◆ Task to complete
Your answer should reproduce every line of the material in which the word "const" occurs.

◆ Data to process
========================================

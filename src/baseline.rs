//! Per-account behavioral baseline.
//!
//! The baseline is rebuilt wholesale from a full history scan and owned by
//! the profiler; detectors only ever read it. The amount distribution is
//! kept in two forms on purpose: mean/stdev for z-scores and quartile fences
//! for robustness on skewed spend distributions. Detectors pick whichever
//! statistic suits the signal.

use std::collections::HashMap;

use chrono::{DateTime, Datelike, NaiveDate, Utc};
use serde::{Deserialize, Serialize};
use tracing::debug;
use uuid::Uuid;

use crate::Transaction;

/// Mean/stdev pair plus robust quartile fences for one distribution.
#[derive(Debug, Clone, Default, Serialize, Deserialize)]
pub struct AmountStats {
    pub mean: f64,
    pub std_dev: f64,
    pub median: f64,
    pub q1: f64,
    pub q3: f64,
    pub iqr: f64,
    pub lower_fence: f64,
    pub upper_fence: f64,
}

impl AmountStats {
    fn from_values(values: &mut Vec<f64>) -> Self {
        if values.is_empty() {
            return Self::default();
        }
        values.sort_by(|a, b| a.partial_cmp(b).unwrap_or(std::cmp::Ordering::Equal));

        let mean = values.iter().sum::<f64>() / values.len() as f64;
        let variance =
            values.iter().map(|v| (v - mean).powi(2)).sum::<f64>() / values.len() as f64;
        let q1 = percentile(values, 0.25);
        let median = percentile(values, 0.50);
        let q3 = percentile(values, 0.75);
        let iqr = q3 - q1;

        Self {
            mean,
            std_dev: variance.sqrt(),
            median,
            q1,
            q3,
            iqr,
            lower_fence: q1 - 1.5 * iqr,
            upper_fence: q3 + 1.5 * iqr,
        }
    }

    /// Z-score of a value, or None when stdev is zero. A zero stdev must
    /// never be used as a divisor downstream.
    pub fn z_score(&self, value: f64) -> Option<f64> {
        if self.std_dev <= f64::EPSILON {
            None
        } else {
            Some((value - self.mean) / self.std_dev)
        }
    }
}

/// Mean/stdev/max of transactions per active day.
#[derive(Debug, Clone, Default, Serialize, Deserialize)]
pub struct DailyCountStats {
    pub mean: f64,
    pub std_dev: f64,
    pub max: u32,
}

#[derive(Debug, Clone, Default, Serialize, Deserialize)]
pub struct CategoryStats {
    pub mean: f64,
    pub std_dev: f64,
    pub count: usize,
}

/// Statistical summary of an account's normal behavior.
#[derive(Debug, Clone, Serialize, Deserialize)]
pub struct AccountBaseline {
    pub account_id: Uuid,
    pub sample_count: usize,
    pub amount: AmountStats,
    pub daily: DailyCountStats,
    /// Most frequent location names, largest count first (top 5). Identity
    /// match only; distance reasoning lives in the geo detector.
    pub common_locations: Vec<String>,
    pub category_stats: HashMap<String, CategoryStats>,
    pub hour_histogram: [u32; 24],
    pub weekday_histogram: [u32; 7],
    pub built_at: DateTime<Utc>,
}

impl AccountBaseline {
    /// An empty baseline for accounts without sufficient history.
    pub fn insufficient(account_id: Uuid, sample_count: usize) -> Self {
        Self {
            account_id,
            sample_count,
            amount: AmountStats::default(),
            daily: DailyCountStats::default(),
            common_locations: Vec::new(),
            category_stats: HashMap::new(),
            hour_histogram: [0; 24],
            weekday_histogram: [0; 7],
            built_at: Utc::now(),
        }
    }

    pub fn is_established(&self, min_samples: usize) -> bool {
        self.sample_count >= min_samples
    }

    pub fn is_common_location(&self, location: &str) -> bool {
        self.common_locations.iter().any(|l| l == location)
    }

    /// Weekend/weekday split from the weekday histogram (Mon..Sun order).
    pub fn weekend_count(&self) -> u32 {
        self.weekday_histogram[5] + self.weekday_histogram[6]
    }

    pub fn weekday_count(&self) -> u32 {
        self.weekday_histogram[..5].iter().sum()
    }
}

/// Builds [`AccountBaseline`]s from ordered transaction history.
#[derive(Debug, Clone)]
pub struct BaselineProfiler {
    min_samples: usize,
    top_locations: usize,
}

impl BaselineProfiler {
    pub fn new(min_samples: usize) -> Self {
        Self {
            min_samples,
            top_locations: 5,
        }
    }

    /// Full-scan rebuild. Malformed records are skipped, never fatal.
    pub fn build(&self, account_id: Uuid, history: &[Transaction]) -> AccountBaseline {
        let usable: Vec<&Transaction> = history
            .iter()
            .filter(|t| t.account_id == account_id && t.is_well_formed())
            .collect();

        let skipped = history.len() - usable.len();
        if skipped > 0 {
            debug!(%account_id, skipped, "excluded malformed or foreign records from baseline");
        }

        if usable.len() < self.min_samples {
            return AccountBaseline::insufficient(account_id, usable.len());
        }

        let mut magnitudes: Vec<f64> = usable.iter().map(|t| t.magnitude()).collect();
        let amount = AmountStats::from_values(&mut magnitudes);

        let mut hour_histogram = [0u32; 24];
        let mut weekday_histogram = [0u32; 7];
        let mut day_counts: HashMap<NaiveDate, u32> = HashMap::new();
        let mut location_counts: HashMap<&str, u32> = HashMap::new();
        let mut category_values: HashMap<&str, Vec<f64>> = HashMap::new();

        for t in &usable {
            hour_histogram[t.hour() as usize] += 1;
            weekday_histogram[t.timestamp.weekday().num_days_from_monday() as usize] += 1;
            *day_counts.entry(t.timestamp.date_naive()).or_insert(0) += 1;
            if let Some(loc) = &t.location {
                *location_counts.entry(loc.as_str()).or_insert(0) += 1;
            }
            if let Some(cat) = &t.category {
                category_values
                    .entry(cat.as_str())
                    .or_default()
                    .push(t.magnitude());
            }
        }

        AccountBaseline {
            account_id,
            sample_count: usable.len(),
            amount,
            daily: daily_stats(&day_counts),
            common_locations: top_locations(location_counts, self.top_locations),
            category_stats: category_stats(category_values),
            hour_histogram,
            weekday_histogram,
            built_at: Utc::now(),
        }
    }
}

fn daily_stats(day_counts: &HashMap<NaiveDate, u32>) -> DailyCountStats {
    if day_counts.is_empty() {
        return DailyCountStats::default();
    }
    let n = day_counts.len() as f64;
    let mean = day_counts.values().map(|&c| c as f64).sum::<f64>() / n;
    let variance = day_counts
        .values()
        .map(|&c| (c as f64 - mean).powi(2))
        .sum::<f64>()
        / n;
    DailyCountStats {
        mean,
        std_dev: variance.sqrt(),
        max: day_counts.values().copied().max().unwrap_or(0),
    }
}

fn top_locations(counts: HashMap<&str, u32>, limit: usize) -> Vec<String> {
    let mut ranked: Vec<(&str, u32)> = counts.into_iter().collect();
    // Count descending, name ascending for a stable order on ties.
    ranked.sort_by(|a, b| b.1.cmp(&a.1).then(a.0.cmp(b.0)));
    ranked
        .into_iter()
        .take(limit)
        .map(|(name, _)| name.to_string())
        .collect()
}

fn category_stats(values: HashMap<&str, Vec<f64>>) -> HashMap<String, CategoryStats> {
    values
        .into_iter()
        .map(|(cat, vs)| {
            let n = vs.len() as f64;
            let mean = vs.iter().sum::<f64>() / n;
            let variance = vs.iter().map(|v| (v - mean).powi(2)).sum::<f64>() / n;
            (
                cat.to_string(),
                CategoryStats {
                    mean,
                    std_dev: variance.sqrt(),
                    count: vs.len(),
                },
            )
        })
        .collect()
}

/// Linear-interpolated percentile over a sorted slice.
fn percentile(sorted: &[f64], p: f64) -> f64 {
    if sorted.is_empty() {
        return 0.0;
    }
    if sorted.len() == 1 {
        return sorted[0];
    }
    let rank = p * (sorted.len() - 1) as f64;
    let lo = rank.floor() as usize;
    let hi = rank.ceil() as usize;
    if lo == hi {
        sorted[lo]
    } else {
        let frac = rank - lo as f64;
        sorted[lo] * (1.0 - frac) + sorted[hi] * frac
    }
}
//! Temporal anomaly detector.
//!
//! Two checks: deep-night transactions (02:00-05:59, with 03:00-04:59
//! weighted higher) and weekend concentration. The weekend check is a
//! population-level, low-confidence signal: when more than 40% of the
//! evaluated window falls on a weekend and the account has both weekday and
//! weekend history, every weekend transaction is flagged at a fixed low
//! severity.

use serde_json::json;

use super::{DetectContext, DetectorOutcome};
use crate::errors::Result;
use crate::{AnomalySignal, SignalKind};

const UNUSUAL_HOURS: [u32; 4] = [2, 3, 4, 5];
const DEEP_NIGHT_HOURS: [u32; 2] = [3, 4];
const WEEKEND_FRACTION_THRESHOLD: f64 = 0.4;
const WEEKEND_SEVERITY: f64 = 0.5;

pub fn evaluate(ctx: &DetectContext<'_>) -> Result<DetectorOutcome> {
    if !ctx.has_baseline() {
        return Ok(DetectorOutcome::NoBaseline);
    }

    let mut signals = Vec::new();

    for tx in ctx.window {
        let hour = tx.hour();
        if !UNUSUAL_HOURS.contains(&hour) {
            continue;
        }
        let severity = if DEEP_NIGHT_HOURS.contains(&hour) {
            0.6 + 0.3
        } else {
            0.6
        };
        signals.push(AnomalySignal::new(
            SignalKind::Temporal,
            severity,
            "unusual_hour",
            json!({
                "hour": hour,
                "typical_hours": modal_hours(&ctx.baseline.hour_histogram),
            }),
            Some(tx.id),
        ));
    }

    signals.extend(weekend_concentration(ctx));

    if signals.is_empty() {
        Ok(DetectorOutcome::Clear)
    } else {
        Ok(DetectorOutcome::Flagged(signals))
    }
}

fn weekend_concentration(ctx: &DetectContext<'_>) -> Vec<AnomalySignal> {
    // Only meaningful when the account has seen both kinds of day.
    if ctx.baseline.weekend_count() == 0 || ctx.baseline.weekday_count() == 0 {
        return Vec::new();
    }
    if ctx.window.is_empty() {
        return Vec::new();
    }

    let weekend: Vec<_> = ctx.window.iter().filter(|t| t.is_weekend()).collect();
    let fraction = weekend.len() as f64 / ctx.window.len() as f64;
    if fraction <= WEEKEND_FRACTION_THRESHOLD {
        return Vec::new();
    }

    weekend
        .into_iter()
        .map(|tx| {
            AnomalySignal::new(
                SignalKind::Temporal,
                WEEKEND_SEVERITY,
                "weekend_concentration",
                json!({
                    "weekend_fraction": fraction,
                    "window_size": ctx.window.len(),
                }),
                Some(tx.id),
            )
        })
        .collect()
}

/// Top-3 most frequent hours, for explanation context.
fn modal_hours(histogram: &[u32; 24]) -> Vec<u32> {
    let mut ranked: Vec<(u32, u32)> = histogram
        .iter()
        .enumerate()
        .filter(|(_, &c)| c > 0)
        .map(|(h, &c)| (h as u32, c))
        .collect();
    ranked.sort_by(|a, b| b.1.cmp(&a.1).then(a.0.cmp(&b.0)));
    ranked.into_iter().take(3).map(|(h, _)| h).collect()
}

========================================

◆ Solution to this exercise
const UNUSUAL_HOURS: [u32; 4] = [2, 3, 4, 5];
const DEEP_NIGHT_HOURS: [u32; 2] = [3, 4];
const WEEKEND_FRACTION_THRESHOLD: f64 = 0.4;
const WEEKEND_SEVERITY: f64 = 0.5;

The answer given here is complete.